Panat in postcardThe Ranums'

Panat Times

Volume 1, redone Dec. 2014

Contents

Volume 1

Panat

Orest's Pages

Patricia's Musings

Marc-Antoine

Charpentier

Musical Rhetoric

Transcribed Sources


 

Law Faculty Register:

Marc-Antoine Charpentier enters law school, October 1662

Thanks to historian Joseph Bergin, we now know that, for a very short while, Marc-Antoine Charpentier had enrolled for a training in the law, perhaps for a career on the margins of the Parlement or the Châtelet, or perhaps in the Church where canon law was a key to advancement.

The inscription in the Law Faculty register

On October 24, 1662, Charpentier wrote out the following statement in the inscription register of the Paris Law Faculty, la Faculté de Droit (AN, MM 1059, p. 11).

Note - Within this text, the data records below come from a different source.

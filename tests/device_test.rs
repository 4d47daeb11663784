/*******************************************************************************
*   (c) 2018, 2019 ZondaX GmbH
*
*  Licensed under the Apache License, Version 2.0 (the "License");
*  you may not use this file except in compliance with the License.
*  You may obtain a copy of the License at
*
*      http://www.apache.org/licenses/LICENSE-2.0
*
*  Unless required by applicable law or agreed to in writing, software
*  distributed under the License is distributed on an "AS IS" BASIS,
*  WITHOUT WARRANTIES OR CONDITIONS OF ANY KIND, either express or implied.
*  See the License for the specific language governing permissions and
*  limitations under the License.
********************************************************************************/
// Tests against a physical device running the Starknet app

#![deny(warnings, trivial_casts, trivial_numeric_casts)]
#![deny(unused_import_braces, unused_qualifications)]

extern crate ledger_starknet;

use ledger_starknet::{
    Call, CallDataEntry, Config, FieldElement, InvokeV3, ProtocolVersion, StarknetApp, Transaction,
};
use ledger_transport_hid::{hidapi::HidApi, TransportNativeHID};

use once_cell::sync::Lazy;
use serial_test::serial;

static HIDAPI: Lazy<HidApi> = Lazy::new(|| HidApi::new().expect("Failed to create Hidapi"));

const PATH: &str = "m/2645'/1195502025'/1148870696'/0'/0'/0";

const ACCOUNT: &str = "0x07e00d496e324876bbc8531f2d9a82bf154d1a04a50218ee74cdd372f75a551a";
const ETH: &str = "0x049d36570d4e46f48e99674bd3fcc84644ddd6b96f7c741b1562b82f9e004dc7";

fn app() -> StarknetApp<TransportNativeHID> {
    StarknetApp::new(TransportNativeHID::new(&HIDAPI).expect("unable to create transport"))
}

fn legacy_app() -> StarknetApp<TransportNativeHID> {
    let config = Config {
        protocol: ProtocolVersion::V1,
        ..Default::default()
    };
    StarknetApp::with_config(
        TransportNativeHID::new(&HIDAPI).expect("unable to create transport"),
        config,
    )
}

#[tokio::test]
#[serial]
#[ignore = "needs a device"]
async fn version() {
    let app = app();

    let version = app.version().await.unwrap();

    println!("major {}", version.major);
    println!("minor {}", version.minor);
    println!("patch {}", version.patch);

    assert!(version.major >= 1);
}

#[tokio::test]
#[serial]
#[ignore = "needs a device"]
async fn device_info() {
    let app = app();

    assert!(app.device_info().await.is_ok());
}

#[tokio::test]
#[serial]
#[ignore = "needs a device"]
async fn app_and_version() {
    let app = app();

    let info = app.app_and_version().await.unwrap();

    println!("app     {}", info.app_name);
    println!("version {}", info.app_version);

    assert_eq!(info.app_name, "Starknet");
}

#[tokio::test]
#[serial]
#[ignore = "needs a device"]
async fn public_key() {
    let app = app();

    let pk = app.public_key(PATH).await.unwrap();

    println!("Public Key x {}", hex::encode(pk.x));
    println!("Public Key y {}", hex::encode(pk.y));

    assert_eq!(pk.format, 0x04);
}

#[tokio::test]
#[serial]
#[ignore = "needs a device and user approval"]
async fn sign_hash() {
    let app = app();

    let hash =
        hex::decode("055b8f28706a5008d3103bcb2bfa6356e56b95c34fed265c955846670a6bb4ef").unwrap();

    let pending = app.sign_hash(PATH, &hash).await.unwrap();
    let signature = pending.resolve().await.unwrap();

    println!("r {}", hex::encode(signature.r));
    println!("s {}", hex::encode(signature.s));
    println!("v {:?}", signature.v);
}

#[tokio::test]
#[serial]
#[ignore = "needs a device and user approval"]
async fn sign_invoke_v3() {
    let app = app();

    let account: FieldElement = ACCOUNT.parse().unwrap();
    let tx = InvokeV3 {
        sender_address: account,
        chain_id: FieldElement::from_short_string("SN_MAIN").unwrap(),
        nonce: FieldElement::from(1),
        calls: vec![Call::new(
            ETH.parse().unwrap(),
            "transfer",
            vec![account, FieldElement::from(1000)],
        )],
        ..Default::default()
    };

    let pending = app.sign_transaction(PATH, &tx.into()).await.unwrap();
    let signature = pending.resolve().await.unwrap();

    println!("hash {}", hex::encode(signature.hash));
    println!("r    {}", hex::encode(signature.signature.r));
    println!("s    {}", hex::encode(signature.signature.s));
}

#[tokio::test]
#[serial]
#[ignore = "needs a device running the early app and user approval"]
async fn sign_tx() {
    let app = legacy_app();

    let tx = Transaction {
        to: ETH.parse().unwrap(),
        selector: "transfer".into(),
        calldata: vec![
            CallDataEntry::new("recipient", ACCOUNT).unwrap(),
            CallDataEntry::new("amount", "1000").unwrap(),
        ],
    };

    let pending = app.sign_tx(PATH, &tx).await.unwrap();
    let signature = pending.resolve().await.unwrap();

    println!("hash {}", hex::encode(signature.hash));
    println!("r    {}", hex::encode(signature.signature.r));
    println!("s    {}", hex::encode(signature.signature.s));
}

He apparently was so nervous that he misspelled his name: Anthonicus -- which he then corrected, trying not to call attention to the mistake by crossing something out. The result was closer to Anthoniust than to Anthonius.

Ego Marcus Anthonius Charpentier cœpi excipere scripta et lectiones DD Phylippi de Buzines et Joannes Doujat cæleb. anteces. die 24 oct. an 1662
        M A Charpentier Pari.

That is to say:

"I, Marc Anthoine Charpentier undertake to receive writing and reading [in law] from Dom Philippe de Buzines and Dom Jean Doujat, celebrated professors [caelebrium antecessorum], on the 24th day of October of the year 1662.
            M. A. Charpentier, Parisian"

Charpentier law school signature

These twenty-seven words teach us so much!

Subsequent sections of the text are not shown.